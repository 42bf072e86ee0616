//! Pippin: generated SVG gallery
//!
//! Batch-generates a fixed library of animated SVGs of Pippin the unicorn by
//! prompting a chat-completion model, caching each result as a file whose name
//! is derived from its prompt, then serves the directory over HTTP.

pub mod batch;
pub mod catalog;
pub mod cli;
pub mod config;
pub mod error;
pub mod filename;
pub mod generation;
pub mod logging;
pub mod prompt;
pub mod provider;
pub mod sanitize;
pub mod server;
pub mod store;
//! Model Provider Abstraction
//!
//! Chat-completion interface used to request SVG markup from a generative model.
//! The shipped client speaks the OpenAI chat-completions protocol, which also
//! covers compatible endpoints reachable through a custom base URL.

use crate::config::ProviderSettings;
use crate::error::ApiError;
use async_trait::async_trait;
use reqwest::Client;
use serde::{Deserialize, Serialize};
use std::time::Duration;

/// Default OpenAI API base URL
pub const DEFAULT_OPENAI_BASE_URL: &str = "https://api.openai.com/v1";

/// Chat message role
#[derive(Debug, Clone, Copy, PartialEq, Eq, Serialize, Deserialize)]
pub enum MessageRole {
    System,
    User,
    Assistant,
}

/// Chat message
#[derive(Debug, Clone, Serialize, Deserialize)]
pub struct ChatMessage {
    pub role: MessageRole,
    pub content: String,
}

impl ChatMessage {
    pub fn system(content: impl Into<String>) -> Self {
        Self {
            role: MessageRole::System,
            content: content.into(),
        }
    }

    pub fn user(content: impl Into<String>) -> Self {
        Self {
            role: MessageRole::User,
            content: content.into(),
        }
    }
}

/// Completion options
#[derive(Debug, Clone, Serialize, Deserialize)]
pub struct CompletionOptions {
    pub temperature: Option<f32>, // 0.0-2.0
    pub max_tokens: Option<u32>,
}

impl Default for CompletionOptions {
    fn default() -> Self {
        Self {
            temperature: Some(0.7),
            max_tokens: Some(1500),
        }
    }
}

/// Token usage information
#[derive(Debug, Clone, Default, Serialize, Deserialize)]
pub struct TokenUsage {
    pub prompt_tokens: u32,
    pub completion_tokens: u32,
    pub total_tokens: u32,
}

/// Completion response
#[derive(Debug, Clone, Serialize, Deserialize)]
pub struct CompletionResponse {
    pub content: String,
    pub model: String,
    pub usage: TokenUsage,
    pub finish_reason: Option<String>,
}

/// Model provider client trait
#[async_trait]
pub trait ModelProviderClient: Send + Sync {
    /// Generate a completion from a list of messages
    async fn complete(
        &self,
        messages: Vec<ChatMessage>,
        options: CompletionOptions,
    ) -> Result<CompletionResponse, ApiError>;

    /// Get the provider name
    fn provider_name(&self) -> &str;

    /// Get the model name
    fn model_name(&self) -> &str;
}

#[derive(Serialize)]
struct ChatCompletionRequest {
    model: String,
    messages: Vec<OpenAIMessage>,
    #[serde(skip_serializing_if = "Option::is_none")]
    temperature: Option<f32>,
    #[serde(skip_serializing_if = "Option::is_none")]
    max_tokens: Option<u32>,
    stream: bool,
}

#[derive(Serialize, Deserialize)]
struct OpenAIMessage {
    role: String,
    #[serde(default)]
    content: Option<String>,
}

#[derive(Deserialize)]
struct ChatCompletionResponse {
    model: String,
    choices: Vec<Choice>,
    usage: Option<Usage>,
}

#[derive(Deserialize)]
struct Choice {
    message: OpenAIMessage,
    finish_reason: Option<String>,
}

#[derive(Deserialize)]
struct Usage {
    prompt_tokens: u32,
    completion_tokens: u32,
    total_tokens: u32,
}

fn role_to_string(role: MessageRole) -> &'static str {
    match role {
        MessageRole::System => "system",
        MessageRole::User => "user",
        MessageRole::Assistant => "assistant",
    }
}

fn map_http_error(error: reqwest::Error) -> ApiError {
    if let Some(status) = error.status() {
        map_status(status.as_u16(), error.to_string())
    } else if error.is_timeout() {
        ApiError::ProviderRequestFailed(format!("Request timeout: {}", error))
    } else if error.is_connect() {
        ApiError::ProviderRequestFailed(format!("Connection error: {}", error))
    } else {
        ApiError::ProviderError(format!("HTTP error: {}", error))
    }
}

fn map_status(status: u16, detail: String) -> ApiError {
    match status {
        401 => ApiError::ProviderAuthFailed(format!("Authentication failed: {}", detail)),
        429 => ApiError::ProviderRateLimit(format!("Rate limit exceeded: {}", detail)),
        404 => ApiError::ProviderModelNotFound(format!("Model not found: {}", detail)),
        _ => ApiError::ProviderRequestFailed(format!(
            "Request failed with status {}: {}",
            status, detail
        )),
    }
}

const PROVIDER_HTTP_CONNECT_TIMEOUT: Duration = Duration::from_secs(10);
const PROVIDER_HTTP_REQUEST_TIMEOUT: Duration = Duration::from_secs(120);

fn build_provider_http_client() -> Result<Client, ApiError> {
    Client::builder()
        .connect_timeout(PROVIDER_HTTP_CONNECT_TIMEOUT)
        .timeout(PROVIDER_HTTP_REQUEST_TIMEOUT)
        .build()
        .map_err(|e| ApiError::ProviderError(format!("Failed to create HTTP client: {}", e)))
}

/// OpenAI provider client
pub struct OpenAIClient {
    client: Client,
    model: String,
    api_key: String,
    base_url: String,
}

impl OpenAIClient {
    pub fn new(model: String, api_key: String, base_url: Option<String>) -> Result<Self, ApiError> {
        let client = build_provider_http_client()?;
        let base_url = base_url
            .unwrap_or_else(|| DEFAULT_OPENAI_BASE_URL.to_string())
            .trim_end_matches('/')
            .to_string();

        Ok(Self {
            client,
            model,
            api_key,
            base_url,
        })
    }

    /// Build a client from provider settings and a resolved credential.
    pub fn from_settings(settings: &ProviderSettings, api_key: &str) -> Result<Self, ApiError> {
        Self::new(
            settings.model.clone(),
            api_key.to_string(),
            settings.base_url.clone(),
        )
    }

    pub fn base_url(&self) -> &str {
        &self.base_url
    }
}

#[async_trait]
impl ModelProviderClient for OpenAIClient {
    async fn complete(
        &self,
        messages: Vec<ChatMessage>,
        options: CompletionOptions,
    ) -> Result<CompletionResponse, ApiError> {
        let openai_messages: Vec<OpenAIMessage> = messages
            .into_iter()
            .map(|msg| OpenAIMessage {
                role: role_to_string(msg.role).to_string(),
                content: Some(msg.content),
            })
            .collect();

        let request = ChatCompletionRequest {
            model: self.model.clone(),
            messages: openai_messages,
            temperature: options.temperature,
            max_tokens: options.max_tokens,
            stream: false,
        };

        let url = format!("{}/chat/completions", self.base_url);
        let response = self
            .client
            .post(&url)
            .bearer_auth(&self.api_key)
            .json(&request)
            .send()
            .await
            .map_err(map_http_error)?;

        if !response.status().is_success() {
            let status = response.status();
            let error_text = response
                .text()
                .await
                .unwrap_or_else(|_| "Unknown error".to_string());
            return Err(map_status(status.as_u16(), error_text));
        }

        let completion: ChatCompletionResponse = response
            .json()
            .await
            .map_err(|e| ApiError::ProviderError(format!("Failed to parse response: {}", e)))?;

        let choice = completion
            .choices
            .into_iter()
            .next()
            .ok_or_else(|| ApiError::ProviderError("No choices in response".to_string()))?;

        let usage = completion
            .usage
            .map(|u| TokenUsage {
                prompt_tokens: u.prompt_tokens,
                completion_tokens: u.completion_tokens,
                total_tokens: u.total_tokens,
            })
            .unwrap_or_default();

        Ok(CompletionResponse {
            content: choice.message.content.unwrap_or_default(),
            model: completion.model,
            usage,
            finish_reason: choice.finish_reason,
        })
    }

    fn provider_name(&self) -> &str {
        "openai"
    }

    fn model_name(&self) -> &str {
        &self.model
    }
}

▬▬▬▬▬▬

§ YOUR TASK: Using the material above, restate each entry exactly as it stands.

§ RESPONSE TO THE TASK:
repository 42bf072e86ee0616
//! Pippin: generated SVG gallery
//!
//! Batch-generates a fixed library of animated SVGs of Pippin the unicorn by
//! prompting a chat-completion model, caching each result as a file whose name
//! is derived from its prompt, then serves the directory over HTTP.

pub mod batch;
pub mod catalog;
pub mod cli;
pub mod config;
pub mod error;
pub mod filename;
pub mod generation;
pub mod logging;
pub mod prompt;
pub mod provider;
pub mod sanitize;
pub mod server;
pub mod store;
//! Model Provider Abstraction
//!
//! Chat-completion interface used to request SVG markup from a generative model.
//! The shipped client speaks the OpenAI chat-completions protocol, which also
//! covers compatible endpoints reachable through a custom base URL.

use crate::config::ProviderSettings;
use crate::error::ApiError;
use async_trait::async_trait;
use reqwest::Client;
use serde::{Deserialize, Serialize};
use std::time::Duration;

/// Default OpenAI API base URL
pub const DEFAULT_OPENAI_BASE_URL: &str = "https://api.openai.com/v1";

/// Chat message role
#[derive(Debug, Clone, Copy, PartialEq, Eq, Serialize, Deserialize)]
pub enum MessageRole {
    System,
    User,
    Assistant,
}

/// Chat message
#[derive(Debug, Clone, Serialize, Deserialize)]
pub struct ChatMessage {
    pub role: MessageRole,
    pub content: String,
}

impl ChatMessage {
    pub fn system(content: impl Into<String>) -> Self {
        Self {
            role: MessageRole::System,
            content: content.into(),
        }
    }

    pub fn user(content: impl Into<String>) -> Self {
        Self {
            role: MessageRole::User,
            content: content.into(),
        }
    }
}

/// Completion options
#[derive(Debug, Clone, Serialize, Deserialize)]
pub struct CompletionOptions {
    pub temperature: Option<f32>, // 0.0-2.0
    pub max_tokens: Option<u32>,
}

impl Default for CompletionOptions {
    fn default() -> Self {
        Self {
            temperature: Some(0.7),
            max_tokens: Some(1500),
        }
    }
}

/// Token usage information
#[derive(Debug, Clone, Default, Serialize, Deserialize)]
pub struct TokenUsage {
    pub prompt_tokens: u32,
    pub completion_tokens: u32,
    pub total_tokens: u32,
}

/// Completion response
#[derive(Debug, Clone, Serialize, Deserialize)]
pub struct CompletionResponse {
    pub content: String,
    pub model: String,
    pub usage: TokenUsage,
    pub finish_reason: Option<String>,
}

/// Model provider client trait
#[async_trait]
pub trait ModelProviderClient: Send + Sync {
    /// Generate a completion from a list of messages
    async fn complete(
        &self,
        messages: Vec<ChatMessage>,
        options: CompletionOptions,
    ) -> Result<CompletionResponse, ApiError>;

    /// Get the provider name
    fn provider_name(&self) -> &str;

    /// Get the model name
    fn model_name(&self) -> &str;
}

#[derive(Serialize)]
struct ChatCompletionRequest {
    model: String,
    messages: Vec<OpenAIMessage>,
    #[serde(skip_serializing_if = "Option::is_none")]
    temperature: Option<f32>,
    #[serde(skip_serializing_if = "Option::is_none")]
    max_tokens: Option<u32>,
    stream: bool,
}

#[derive(Serialize, Deserialize)]
struct OpenAIMessage {
    role: String,
    #[serde(default)]
    content: Option<String>,
}

#[derive(Deserialize)]
struct ChatCompletionResponse {
    model: String,
    choices: Vec<Choice>,
    usage: Option<Usage>,
}

#[derive(Deserialize)]
struct Choice {
    message: OpenAIMessage,
    finish_reason: Option<String>,
}

#[derive(Deserialize)]
struct Usage {
    prompt_tokens: u32,
    completion_tokens: u32,
    total_tokens: u32,
}

fn role_to_string(role: MessageRole) -> &'static str {
    match role {
        MessageRole::System => "system",
        MessageRole::User => "user",
        MessageRole::Assistant => "assistant",
    }
}

fn map_http_error(error: reqwest::Error) -> ApiError {
    if let Some(status) = error.status() {
        map_status(status.as_u16(), error.to_string())
    } else if error.is_timeout() {
        ApiError::ProviderRequestFailed(format!("Request timeout: {}", error))
    } else if error.is_connect() {
        ApiError::ProviderRequestFailed(format!("Connection error: {}", error))
    } else {
        ApiError::ProviderError(format!("HTTP error: {}", error))
    }
}

fn map_status(status: u16, detail: String) -> ApiError {
    match status {
        401 => ApiError::ProviderAuthFailed(format!("Authentication failed: {}", detail)),
        429 => ApiError::ProviderRateLimit(format!("Rate limit exceeded: {}", detail)),
        404 => ApiError::ProviderModelNotFound(format!("Model not found: {}", detail)),
        _ => ApiError::ProviderRequestFailed(format!(
            "Request failed with status {}: {}",
            status, detail
        )),
    }
}

const PROVIDER_HTTP_CONNECT_TIMEOUT: Duration = Duration::from_secs(10);
const PROVIDER_HTTP_REQUEST_TIMEOUT: Duration = Duration::from_secs(120);

fn build_provider_http_client() -> Result<Client, ApiError> {
    Client::builder()
        .connect_timeout(PROVIDER_HTTP_CONNECT_TIMEOUT)
        .timeout(PROVIDER_HTTP_REQUEST_TIMEOUT)
        .build()
        .map_err(|e| ApiError::ProviderError(format!("Failed to create HTTP client: {}", e)))
}

/// OpenAI provider client
pub struct OpenAIClient {
    client: Client,
    model: String,
    api_key: String,
    base_url: String,
}

impl OpenAIClient {
    pub fn new(model: String, api_key: String, base_url: Option<String>) -> Result<Self, ApiError> {
        let client = build_provider_http_client()?;
        let base_url = base_url
            .unwrap_or_else(|| DEFAULT_OPENAI_BASE_URL.to_string())
            .trim_end_matches('/')
            .to_string();

        Ok(Self {
            client,
            model,
            api_key,
            base_url,
        })
    }

    /// Build a client from provider settings and a resolved credential.
    pub fn from_settings(settings: &ProviderSettings, api_key: &str) -> Result<Self, ApiError> {
        Self::new(
            settings.model.clone(),
            api_key.to_string(),
            settings.base_url.clone(),
        )
    }

    pub fn base_url(&self) -> &str {
        &self.base_url
    }
}

#[async_trait]
impl ModelProviderClient for OpenAIClient {
    async fn complete(
        &self,
        messages: Vec<ChatMessage>,
        options: CompletionOptions,
    ) -> Result<CompletionResponse, ApiError> {
        let openai_messages: Vec<OpenAIMessage> = messages
            .into_iter()
            .map(|msg| OpenAIMessage {
                role: role_to_string(msg.role).to_string(),
                content: Some(msg.content),
            })
            .collect();

        let request = ChatCompletionRequest {
            model: self.model.clone(),
            messages: openai_messages,
            temperature: options.temperature,
            max_tokens: options.max_tokens,
            stream: false,
        };

        let url = format!("{}/chat/completions", self.base_url);
        let response = self
            .client
            .post(&url)
            .bearer_auth(&self.api_key)
            .json(&request)
            .send()
            .await
            .map_err(map_http_error)?;

        if !response.status().is_success() {
            let status = response.status();
            let error_text = response
                .text()
                .await
                .unwrap_or_else(|_| "Unknown error".to_string());
            return Err(map_status(status.as_u16(), error_text));
        }

        let completion: ChatCompletionResponse = response
            .json()
            .await
            .map_err(|e| ApiError::ProviderError(format!("Failed to parse response: {}", e)))?;

        let choice = completion
            .choices
            .into_iter()
            .next()
            .ok_or_else(|| ApiError::ProviderError("No choices in response".to_string()))?;

        let usage = completion
            .usage
            .map(|u| TokenUsage {
                prompt_tokens: u.prompt_tokens,
                completion_tokens: u.completion_tokens,
                total_tokens: u.total_tokens,
            })
            .unwrap_or_default();

        Ok(CompletionResponse {
            content: choice.message.content.unwrap_or_default(),
            model: completion.model,
            usage,
            finish_reason: choice.finish_reason,
        })
    }

    fn provider_name(&self) -> &str {
        "openai"
    }

    fn model_name(&self) -> &str {
        &self.model
    }
}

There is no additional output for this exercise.